▸ **Problem details**
For this exercise, reproduce the entries below exactly, but only from the line containing "target.clear_loading();" through the line containing "pub fn apply<T>(&mut", both included.

▸ **Supplied records**
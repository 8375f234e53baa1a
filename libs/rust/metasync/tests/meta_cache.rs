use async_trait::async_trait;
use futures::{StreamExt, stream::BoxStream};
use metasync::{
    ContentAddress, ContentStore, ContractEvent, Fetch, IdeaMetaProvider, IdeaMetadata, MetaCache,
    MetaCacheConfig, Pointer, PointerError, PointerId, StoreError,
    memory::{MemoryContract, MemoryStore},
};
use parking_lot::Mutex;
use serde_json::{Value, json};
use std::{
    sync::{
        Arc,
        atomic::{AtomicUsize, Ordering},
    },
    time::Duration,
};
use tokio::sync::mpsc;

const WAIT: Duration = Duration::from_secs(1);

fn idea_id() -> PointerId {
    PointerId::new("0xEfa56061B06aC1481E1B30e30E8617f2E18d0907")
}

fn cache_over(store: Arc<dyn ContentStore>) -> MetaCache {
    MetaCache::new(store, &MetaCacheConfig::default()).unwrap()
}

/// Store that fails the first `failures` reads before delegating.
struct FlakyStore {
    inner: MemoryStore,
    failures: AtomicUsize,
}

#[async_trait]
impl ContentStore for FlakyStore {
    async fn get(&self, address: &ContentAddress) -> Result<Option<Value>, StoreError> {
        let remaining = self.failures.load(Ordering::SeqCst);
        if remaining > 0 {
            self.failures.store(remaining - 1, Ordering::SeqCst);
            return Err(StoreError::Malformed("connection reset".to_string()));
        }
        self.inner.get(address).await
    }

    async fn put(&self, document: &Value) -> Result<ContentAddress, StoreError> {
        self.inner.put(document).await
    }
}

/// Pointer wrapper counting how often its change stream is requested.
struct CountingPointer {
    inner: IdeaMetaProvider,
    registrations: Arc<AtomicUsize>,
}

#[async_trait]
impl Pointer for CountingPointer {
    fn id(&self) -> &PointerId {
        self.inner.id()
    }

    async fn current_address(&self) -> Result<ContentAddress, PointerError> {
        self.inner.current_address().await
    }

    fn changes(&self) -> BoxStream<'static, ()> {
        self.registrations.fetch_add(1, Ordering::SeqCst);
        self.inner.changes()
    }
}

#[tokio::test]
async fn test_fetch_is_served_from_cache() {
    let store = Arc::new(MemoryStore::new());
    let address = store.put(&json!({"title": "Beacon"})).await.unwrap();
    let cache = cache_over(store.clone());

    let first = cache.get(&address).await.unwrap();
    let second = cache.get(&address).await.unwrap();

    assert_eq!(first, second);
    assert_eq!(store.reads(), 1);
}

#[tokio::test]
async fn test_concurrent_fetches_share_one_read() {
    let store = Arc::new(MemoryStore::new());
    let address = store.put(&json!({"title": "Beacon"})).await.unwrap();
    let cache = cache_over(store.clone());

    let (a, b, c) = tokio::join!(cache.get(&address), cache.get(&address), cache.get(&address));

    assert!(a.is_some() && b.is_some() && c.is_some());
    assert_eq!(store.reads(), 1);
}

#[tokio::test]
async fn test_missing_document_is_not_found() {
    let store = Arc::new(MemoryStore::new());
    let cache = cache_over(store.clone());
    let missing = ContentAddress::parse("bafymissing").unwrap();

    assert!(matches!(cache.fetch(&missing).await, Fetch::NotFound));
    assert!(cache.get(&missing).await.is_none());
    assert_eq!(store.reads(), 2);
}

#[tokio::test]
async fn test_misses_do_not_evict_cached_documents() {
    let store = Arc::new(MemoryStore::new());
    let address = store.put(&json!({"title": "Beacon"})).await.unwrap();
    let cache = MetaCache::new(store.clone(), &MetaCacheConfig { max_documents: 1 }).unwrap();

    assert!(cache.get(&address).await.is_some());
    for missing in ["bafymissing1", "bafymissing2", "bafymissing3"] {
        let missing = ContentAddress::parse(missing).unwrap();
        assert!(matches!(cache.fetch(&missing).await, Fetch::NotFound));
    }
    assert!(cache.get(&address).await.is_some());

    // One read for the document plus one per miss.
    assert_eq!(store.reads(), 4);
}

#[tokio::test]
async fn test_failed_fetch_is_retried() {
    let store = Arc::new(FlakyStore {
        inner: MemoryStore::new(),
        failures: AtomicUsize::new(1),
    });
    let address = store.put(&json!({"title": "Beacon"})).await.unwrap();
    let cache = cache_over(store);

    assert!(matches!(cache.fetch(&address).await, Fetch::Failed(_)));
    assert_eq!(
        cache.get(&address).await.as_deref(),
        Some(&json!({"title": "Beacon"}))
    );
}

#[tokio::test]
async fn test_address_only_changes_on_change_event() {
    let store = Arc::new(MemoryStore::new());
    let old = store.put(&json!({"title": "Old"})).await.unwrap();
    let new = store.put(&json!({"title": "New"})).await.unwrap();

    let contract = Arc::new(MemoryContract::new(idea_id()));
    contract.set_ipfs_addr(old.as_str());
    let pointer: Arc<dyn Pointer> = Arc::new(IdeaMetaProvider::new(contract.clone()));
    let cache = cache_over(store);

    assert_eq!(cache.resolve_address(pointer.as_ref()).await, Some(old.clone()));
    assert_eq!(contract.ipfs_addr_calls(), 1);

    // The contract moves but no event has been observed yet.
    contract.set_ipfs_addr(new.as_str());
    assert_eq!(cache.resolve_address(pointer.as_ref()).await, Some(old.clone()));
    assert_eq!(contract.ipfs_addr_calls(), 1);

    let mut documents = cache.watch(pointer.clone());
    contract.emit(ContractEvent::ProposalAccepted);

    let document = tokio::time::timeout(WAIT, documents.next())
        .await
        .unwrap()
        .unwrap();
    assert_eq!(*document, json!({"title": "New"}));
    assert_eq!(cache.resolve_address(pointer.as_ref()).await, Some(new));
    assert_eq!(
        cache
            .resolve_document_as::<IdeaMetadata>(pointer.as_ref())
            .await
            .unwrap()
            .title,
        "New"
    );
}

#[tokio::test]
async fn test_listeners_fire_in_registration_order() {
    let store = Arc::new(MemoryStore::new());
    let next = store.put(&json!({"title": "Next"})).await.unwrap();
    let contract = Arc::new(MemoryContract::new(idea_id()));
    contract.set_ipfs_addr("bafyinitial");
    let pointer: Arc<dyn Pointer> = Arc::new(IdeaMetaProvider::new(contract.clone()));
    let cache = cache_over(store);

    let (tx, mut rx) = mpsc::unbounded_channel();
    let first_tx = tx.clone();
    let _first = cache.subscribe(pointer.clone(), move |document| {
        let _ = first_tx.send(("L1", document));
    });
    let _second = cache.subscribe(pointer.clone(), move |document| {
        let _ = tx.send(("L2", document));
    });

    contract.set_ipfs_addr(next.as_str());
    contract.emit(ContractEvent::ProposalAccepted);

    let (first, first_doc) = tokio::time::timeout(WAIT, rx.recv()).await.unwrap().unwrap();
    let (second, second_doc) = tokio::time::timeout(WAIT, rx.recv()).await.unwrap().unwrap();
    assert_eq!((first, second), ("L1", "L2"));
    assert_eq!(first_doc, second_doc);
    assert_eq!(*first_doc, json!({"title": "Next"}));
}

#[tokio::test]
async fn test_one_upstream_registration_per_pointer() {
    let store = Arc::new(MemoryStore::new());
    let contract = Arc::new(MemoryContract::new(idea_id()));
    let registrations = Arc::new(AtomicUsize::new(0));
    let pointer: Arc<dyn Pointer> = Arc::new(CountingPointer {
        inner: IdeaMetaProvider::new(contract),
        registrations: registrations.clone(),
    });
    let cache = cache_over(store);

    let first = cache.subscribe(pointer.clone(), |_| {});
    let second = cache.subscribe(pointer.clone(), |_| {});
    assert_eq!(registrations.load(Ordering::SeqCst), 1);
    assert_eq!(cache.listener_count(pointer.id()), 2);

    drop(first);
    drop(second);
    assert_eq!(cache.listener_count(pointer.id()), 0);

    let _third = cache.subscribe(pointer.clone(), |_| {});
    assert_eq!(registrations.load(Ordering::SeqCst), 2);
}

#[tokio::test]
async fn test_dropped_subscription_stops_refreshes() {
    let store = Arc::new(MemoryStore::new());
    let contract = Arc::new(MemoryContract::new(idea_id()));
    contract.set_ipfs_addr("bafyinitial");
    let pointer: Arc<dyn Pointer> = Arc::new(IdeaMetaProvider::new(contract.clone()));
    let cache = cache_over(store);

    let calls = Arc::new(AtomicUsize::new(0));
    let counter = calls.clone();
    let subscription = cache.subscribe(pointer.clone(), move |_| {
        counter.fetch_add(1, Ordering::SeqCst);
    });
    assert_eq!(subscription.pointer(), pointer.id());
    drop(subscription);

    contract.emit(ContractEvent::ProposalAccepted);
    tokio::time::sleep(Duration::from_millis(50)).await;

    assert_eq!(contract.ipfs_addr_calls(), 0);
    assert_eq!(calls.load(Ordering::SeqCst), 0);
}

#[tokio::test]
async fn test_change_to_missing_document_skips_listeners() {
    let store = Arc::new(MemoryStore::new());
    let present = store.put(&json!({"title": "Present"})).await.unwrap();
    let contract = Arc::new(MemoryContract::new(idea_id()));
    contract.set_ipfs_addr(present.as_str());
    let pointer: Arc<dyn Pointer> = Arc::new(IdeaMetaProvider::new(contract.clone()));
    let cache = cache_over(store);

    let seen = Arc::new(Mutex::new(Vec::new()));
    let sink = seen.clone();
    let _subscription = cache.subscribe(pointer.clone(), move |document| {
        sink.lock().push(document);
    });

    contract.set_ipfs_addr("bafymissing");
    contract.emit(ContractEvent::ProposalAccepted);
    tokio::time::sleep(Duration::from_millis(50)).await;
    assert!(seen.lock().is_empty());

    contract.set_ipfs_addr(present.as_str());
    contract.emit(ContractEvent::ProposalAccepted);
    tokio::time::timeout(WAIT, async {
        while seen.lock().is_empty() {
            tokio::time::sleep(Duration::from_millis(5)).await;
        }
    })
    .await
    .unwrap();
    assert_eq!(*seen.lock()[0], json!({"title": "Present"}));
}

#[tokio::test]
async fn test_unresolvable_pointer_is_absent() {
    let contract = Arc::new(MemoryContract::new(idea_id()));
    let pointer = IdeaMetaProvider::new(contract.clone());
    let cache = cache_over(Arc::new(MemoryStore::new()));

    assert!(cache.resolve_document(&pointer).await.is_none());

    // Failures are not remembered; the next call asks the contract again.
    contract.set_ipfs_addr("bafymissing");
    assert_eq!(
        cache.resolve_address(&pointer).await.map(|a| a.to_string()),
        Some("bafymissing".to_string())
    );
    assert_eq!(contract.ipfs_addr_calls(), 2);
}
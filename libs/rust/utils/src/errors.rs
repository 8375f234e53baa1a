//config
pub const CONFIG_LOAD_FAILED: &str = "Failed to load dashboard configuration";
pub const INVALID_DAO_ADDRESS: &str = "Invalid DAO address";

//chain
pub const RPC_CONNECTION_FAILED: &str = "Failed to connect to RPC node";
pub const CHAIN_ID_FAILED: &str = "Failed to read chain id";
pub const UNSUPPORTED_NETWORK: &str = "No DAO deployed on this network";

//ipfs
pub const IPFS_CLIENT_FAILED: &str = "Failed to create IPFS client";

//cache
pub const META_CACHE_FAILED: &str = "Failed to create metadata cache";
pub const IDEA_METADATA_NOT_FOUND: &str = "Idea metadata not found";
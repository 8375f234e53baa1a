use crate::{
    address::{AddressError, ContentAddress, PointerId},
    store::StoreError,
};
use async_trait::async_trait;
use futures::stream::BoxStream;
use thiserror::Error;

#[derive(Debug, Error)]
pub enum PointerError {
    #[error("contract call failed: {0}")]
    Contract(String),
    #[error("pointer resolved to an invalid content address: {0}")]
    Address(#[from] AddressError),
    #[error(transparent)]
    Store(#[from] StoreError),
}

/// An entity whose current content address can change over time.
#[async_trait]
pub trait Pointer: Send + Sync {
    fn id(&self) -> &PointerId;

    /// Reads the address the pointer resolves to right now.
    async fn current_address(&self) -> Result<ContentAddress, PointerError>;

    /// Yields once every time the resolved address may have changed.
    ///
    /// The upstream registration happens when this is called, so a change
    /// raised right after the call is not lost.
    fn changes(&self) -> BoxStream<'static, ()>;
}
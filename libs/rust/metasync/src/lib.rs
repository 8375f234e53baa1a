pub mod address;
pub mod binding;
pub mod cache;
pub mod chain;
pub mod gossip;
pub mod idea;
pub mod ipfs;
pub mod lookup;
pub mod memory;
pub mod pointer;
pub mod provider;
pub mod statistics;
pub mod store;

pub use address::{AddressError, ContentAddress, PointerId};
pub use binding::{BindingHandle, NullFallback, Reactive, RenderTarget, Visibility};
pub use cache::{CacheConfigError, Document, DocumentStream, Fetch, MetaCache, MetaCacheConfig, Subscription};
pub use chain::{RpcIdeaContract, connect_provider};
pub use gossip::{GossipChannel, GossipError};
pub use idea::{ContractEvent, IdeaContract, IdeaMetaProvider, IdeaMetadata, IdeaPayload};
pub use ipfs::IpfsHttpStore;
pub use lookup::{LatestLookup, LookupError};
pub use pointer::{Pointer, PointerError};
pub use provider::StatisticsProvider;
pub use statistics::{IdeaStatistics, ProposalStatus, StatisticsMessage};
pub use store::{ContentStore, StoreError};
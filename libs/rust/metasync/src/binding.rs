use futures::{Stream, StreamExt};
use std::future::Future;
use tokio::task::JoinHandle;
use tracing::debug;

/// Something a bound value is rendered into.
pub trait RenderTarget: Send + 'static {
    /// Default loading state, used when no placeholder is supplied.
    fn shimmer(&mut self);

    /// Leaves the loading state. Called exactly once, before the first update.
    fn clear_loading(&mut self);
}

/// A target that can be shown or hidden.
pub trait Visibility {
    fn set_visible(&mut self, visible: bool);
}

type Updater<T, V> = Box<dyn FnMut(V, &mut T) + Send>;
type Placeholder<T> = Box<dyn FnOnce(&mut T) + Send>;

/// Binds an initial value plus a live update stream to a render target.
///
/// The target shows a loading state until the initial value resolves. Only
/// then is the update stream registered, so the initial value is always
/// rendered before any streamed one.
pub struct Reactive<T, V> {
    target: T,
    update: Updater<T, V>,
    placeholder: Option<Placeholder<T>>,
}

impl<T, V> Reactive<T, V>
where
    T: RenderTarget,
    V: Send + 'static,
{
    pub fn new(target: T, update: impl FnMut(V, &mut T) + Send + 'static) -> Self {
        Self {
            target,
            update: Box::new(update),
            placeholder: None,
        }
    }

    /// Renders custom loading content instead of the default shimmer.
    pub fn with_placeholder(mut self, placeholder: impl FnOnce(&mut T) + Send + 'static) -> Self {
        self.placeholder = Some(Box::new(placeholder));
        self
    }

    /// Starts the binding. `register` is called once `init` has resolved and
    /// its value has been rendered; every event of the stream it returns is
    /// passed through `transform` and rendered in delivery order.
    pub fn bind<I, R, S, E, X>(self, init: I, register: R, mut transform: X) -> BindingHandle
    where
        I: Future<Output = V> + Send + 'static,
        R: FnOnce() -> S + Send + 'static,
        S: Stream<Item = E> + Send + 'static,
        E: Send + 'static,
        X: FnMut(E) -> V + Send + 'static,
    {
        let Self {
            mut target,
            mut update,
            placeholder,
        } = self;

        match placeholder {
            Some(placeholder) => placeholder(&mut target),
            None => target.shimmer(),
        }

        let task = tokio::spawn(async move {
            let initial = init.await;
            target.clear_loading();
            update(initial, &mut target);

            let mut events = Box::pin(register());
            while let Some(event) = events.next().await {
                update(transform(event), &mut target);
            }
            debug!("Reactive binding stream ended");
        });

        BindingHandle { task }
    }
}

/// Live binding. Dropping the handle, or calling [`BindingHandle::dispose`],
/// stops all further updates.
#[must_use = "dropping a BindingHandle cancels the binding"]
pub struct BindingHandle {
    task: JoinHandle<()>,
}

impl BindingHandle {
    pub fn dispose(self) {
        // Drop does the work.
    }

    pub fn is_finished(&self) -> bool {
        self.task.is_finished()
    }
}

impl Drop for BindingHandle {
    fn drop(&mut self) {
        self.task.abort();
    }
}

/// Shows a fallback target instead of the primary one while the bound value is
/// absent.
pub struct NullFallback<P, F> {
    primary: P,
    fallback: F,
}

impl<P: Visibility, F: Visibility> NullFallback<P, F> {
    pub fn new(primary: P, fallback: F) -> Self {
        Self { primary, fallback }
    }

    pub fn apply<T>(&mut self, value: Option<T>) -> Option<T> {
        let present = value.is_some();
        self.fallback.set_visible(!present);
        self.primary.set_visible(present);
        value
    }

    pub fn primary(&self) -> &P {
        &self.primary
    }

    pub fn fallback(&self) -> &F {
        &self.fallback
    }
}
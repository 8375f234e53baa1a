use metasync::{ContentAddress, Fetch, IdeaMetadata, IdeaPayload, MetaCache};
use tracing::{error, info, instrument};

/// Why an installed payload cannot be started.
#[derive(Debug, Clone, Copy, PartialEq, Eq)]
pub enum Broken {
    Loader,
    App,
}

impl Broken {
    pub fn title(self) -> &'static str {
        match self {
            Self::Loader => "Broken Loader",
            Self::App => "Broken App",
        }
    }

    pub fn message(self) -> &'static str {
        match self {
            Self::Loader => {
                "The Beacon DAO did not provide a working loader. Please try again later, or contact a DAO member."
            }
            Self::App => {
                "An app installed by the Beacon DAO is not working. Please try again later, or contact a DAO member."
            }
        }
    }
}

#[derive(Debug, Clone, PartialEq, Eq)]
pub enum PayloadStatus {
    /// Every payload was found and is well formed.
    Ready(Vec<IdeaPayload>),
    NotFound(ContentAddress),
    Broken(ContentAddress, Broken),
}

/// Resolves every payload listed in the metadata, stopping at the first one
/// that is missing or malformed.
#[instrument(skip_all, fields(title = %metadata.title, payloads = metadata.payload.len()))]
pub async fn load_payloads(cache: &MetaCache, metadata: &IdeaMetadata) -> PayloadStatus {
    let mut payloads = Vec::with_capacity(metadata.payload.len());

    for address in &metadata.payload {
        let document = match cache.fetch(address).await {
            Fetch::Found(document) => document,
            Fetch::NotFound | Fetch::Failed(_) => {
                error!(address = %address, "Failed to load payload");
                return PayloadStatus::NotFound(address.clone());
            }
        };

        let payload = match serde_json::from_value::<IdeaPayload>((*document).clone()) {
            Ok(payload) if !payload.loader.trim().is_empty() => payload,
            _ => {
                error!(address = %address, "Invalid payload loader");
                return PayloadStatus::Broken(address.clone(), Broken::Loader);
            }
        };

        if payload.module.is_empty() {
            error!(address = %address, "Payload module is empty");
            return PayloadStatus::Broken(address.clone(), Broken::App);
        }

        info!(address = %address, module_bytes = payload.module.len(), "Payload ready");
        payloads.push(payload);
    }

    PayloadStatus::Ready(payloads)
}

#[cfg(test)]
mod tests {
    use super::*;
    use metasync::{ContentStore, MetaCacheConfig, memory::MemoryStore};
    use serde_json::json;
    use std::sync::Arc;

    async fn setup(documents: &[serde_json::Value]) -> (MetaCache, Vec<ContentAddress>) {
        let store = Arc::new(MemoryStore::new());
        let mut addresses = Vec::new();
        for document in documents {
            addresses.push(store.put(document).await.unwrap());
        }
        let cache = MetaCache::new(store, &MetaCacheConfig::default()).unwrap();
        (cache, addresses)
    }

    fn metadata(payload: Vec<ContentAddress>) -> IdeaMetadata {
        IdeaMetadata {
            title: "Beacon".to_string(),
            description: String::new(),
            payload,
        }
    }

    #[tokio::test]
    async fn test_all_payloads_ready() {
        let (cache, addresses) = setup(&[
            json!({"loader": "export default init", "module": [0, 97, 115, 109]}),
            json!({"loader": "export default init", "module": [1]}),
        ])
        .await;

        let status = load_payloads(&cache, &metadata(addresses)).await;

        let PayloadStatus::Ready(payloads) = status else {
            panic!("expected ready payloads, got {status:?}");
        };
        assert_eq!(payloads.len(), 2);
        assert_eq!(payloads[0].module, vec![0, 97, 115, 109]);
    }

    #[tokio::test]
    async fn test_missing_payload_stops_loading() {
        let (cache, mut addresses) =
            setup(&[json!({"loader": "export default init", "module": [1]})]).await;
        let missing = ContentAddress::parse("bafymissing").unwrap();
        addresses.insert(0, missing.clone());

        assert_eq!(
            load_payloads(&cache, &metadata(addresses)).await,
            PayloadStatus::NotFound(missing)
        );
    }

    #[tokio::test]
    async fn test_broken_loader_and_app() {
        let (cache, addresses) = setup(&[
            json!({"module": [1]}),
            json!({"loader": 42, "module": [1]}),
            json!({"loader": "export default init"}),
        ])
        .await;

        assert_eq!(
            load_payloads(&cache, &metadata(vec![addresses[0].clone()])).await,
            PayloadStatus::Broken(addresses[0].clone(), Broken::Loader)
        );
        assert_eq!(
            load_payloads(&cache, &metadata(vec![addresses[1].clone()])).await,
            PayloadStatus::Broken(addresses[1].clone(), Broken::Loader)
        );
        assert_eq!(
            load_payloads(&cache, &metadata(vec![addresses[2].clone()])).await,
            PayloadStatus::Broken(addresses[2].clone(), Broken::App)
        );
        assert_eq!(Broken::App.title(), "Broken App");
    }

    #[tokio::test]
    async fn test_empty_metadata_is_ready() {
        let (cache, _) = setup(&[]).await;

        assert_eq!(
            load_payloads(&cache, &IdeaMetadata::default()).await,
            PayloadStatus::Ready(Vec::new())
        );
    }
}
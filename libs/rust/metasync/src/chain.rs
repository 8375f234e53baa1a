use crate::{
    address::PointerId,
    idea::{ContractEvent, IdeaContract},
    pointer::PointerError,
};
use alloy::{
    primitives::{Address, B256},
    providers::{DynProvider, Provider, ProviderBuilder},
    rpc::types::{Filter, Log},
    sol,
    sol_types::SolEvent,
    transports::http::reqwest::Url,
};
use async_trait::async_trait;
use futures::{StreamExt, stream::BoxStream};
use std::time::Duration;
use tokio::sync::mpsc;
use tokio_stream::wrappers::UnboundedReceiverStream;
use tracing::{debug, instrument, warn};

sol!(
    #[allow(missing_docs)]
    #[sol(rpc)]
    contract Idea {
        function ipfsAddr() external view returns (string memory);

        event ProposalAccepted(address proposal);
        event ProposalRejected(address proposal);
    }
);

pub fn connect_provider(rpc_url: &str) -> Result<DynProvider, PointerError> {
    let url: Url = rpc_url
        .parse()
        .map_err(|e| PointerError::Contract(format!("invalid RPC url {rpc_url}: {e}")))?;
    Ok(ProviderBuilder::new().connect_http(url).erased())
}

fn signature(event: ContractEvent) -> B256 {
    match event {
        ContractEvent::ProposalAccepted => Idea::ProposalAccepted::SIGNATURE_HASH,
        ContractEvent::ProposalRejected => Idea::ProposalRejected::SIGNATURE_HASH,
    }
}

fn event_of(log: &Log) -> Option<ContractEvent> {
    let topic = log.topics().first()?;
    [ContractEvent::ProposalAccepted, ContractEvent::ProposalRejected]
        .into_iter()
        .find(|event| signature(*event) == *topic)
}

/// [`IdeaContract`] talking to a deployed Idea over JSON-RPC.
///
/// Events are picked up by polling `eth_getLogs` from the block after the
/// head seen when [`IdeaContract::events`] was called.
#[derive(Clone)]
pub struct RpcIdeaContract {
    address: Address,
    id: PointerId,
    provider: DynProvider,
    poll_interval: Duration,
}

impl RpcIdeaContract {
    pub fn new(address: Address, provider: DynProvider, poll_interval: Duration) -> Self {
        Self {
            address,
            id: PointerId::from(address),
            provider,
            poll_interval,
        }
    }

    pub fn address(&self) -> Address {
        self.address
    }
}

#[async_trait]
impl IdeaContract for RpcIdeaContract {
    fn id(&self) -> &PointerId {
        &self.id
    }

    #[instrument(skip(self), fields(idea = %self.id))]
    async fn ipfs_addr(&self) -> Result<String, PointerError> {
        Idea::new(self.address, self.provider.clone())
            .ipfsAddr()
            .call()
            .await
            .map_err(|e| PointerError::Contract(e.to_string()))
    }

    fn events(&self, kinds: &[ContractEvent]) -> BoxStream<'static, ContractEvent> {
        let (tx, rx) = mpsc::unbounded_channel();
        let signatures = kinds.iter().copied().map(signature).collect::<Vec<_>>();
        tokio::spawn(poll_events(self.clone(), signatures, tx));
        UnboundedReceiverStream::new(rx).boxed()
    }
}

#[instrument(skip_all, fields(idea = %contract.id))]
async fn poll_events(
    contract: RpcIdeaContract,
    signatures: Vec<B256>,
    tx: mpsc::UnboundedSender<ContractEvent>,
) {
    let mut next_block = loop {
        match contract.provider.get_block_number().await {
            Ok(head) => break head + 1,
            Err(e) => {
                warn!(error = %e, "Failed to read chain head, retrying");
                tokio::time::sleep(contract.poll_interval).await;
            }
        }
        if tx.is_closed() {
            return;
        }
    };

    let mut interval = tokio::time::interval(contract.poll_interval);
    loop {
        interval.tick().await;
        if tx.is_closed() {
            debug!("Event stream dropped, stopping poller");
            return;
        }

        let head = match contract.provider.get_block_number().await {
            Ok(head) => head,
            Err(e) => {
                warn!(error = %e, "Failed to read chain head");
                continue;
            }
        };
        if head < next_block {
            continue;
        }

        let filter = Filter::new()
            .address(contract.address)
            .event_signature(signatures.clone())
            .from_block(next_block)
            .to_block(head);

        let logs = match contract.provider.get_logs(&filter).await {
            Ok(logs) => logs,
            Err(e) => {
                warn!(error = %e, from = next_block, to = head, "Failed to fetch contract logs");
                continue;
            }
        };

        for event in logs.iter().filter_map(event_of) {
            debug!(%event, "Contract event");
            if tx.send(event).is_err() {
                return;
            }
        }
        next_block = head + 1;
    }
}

▸ **Output of the exercise**
            target.clear_loading();
            update(initial, &mut target);

            let mut events = Box::pin(register());
            while let Some(event) = events.next().await {
                update(transform(event), &mut target);
            }
            debug!("Reactive binding stream ended");
        });

        BindingHandle { task }
    }
}

/// Live binding. Dropping the handle, or calling [`BindingHandle::dispose`],
/// stops all further updates.
#[must_use = "dropping a BindingHandle cancels the binding"]
pub struct BindingHandle {
    task: JoinHandle<()>,
}

impl BindingHandle {
    pub fn dispose(self) {
        // Drop does the work.
    }

    pub fn is_finished(&self) -> bool {
        self.task.is_finished()
    }
}

impl Drop for BindingHandle {
    fn drop(&mut self) {
        self.task.abort();
    }
}

/// Shows a fallback target instead of the primary one while the bound value is
/// absent.
pub struct NullFallback<P, F> {
    primary: P,
    fallback: F,
}

impl<P: Visibility, F: Visibility> NullFallback<P, F> {
    pub fn new(primary: P, fallback: F) -> Self {
        Self { primary, fallback }
    }

    pub fn apply<T>(&mut self, value: Option<T>) -> Option<T> {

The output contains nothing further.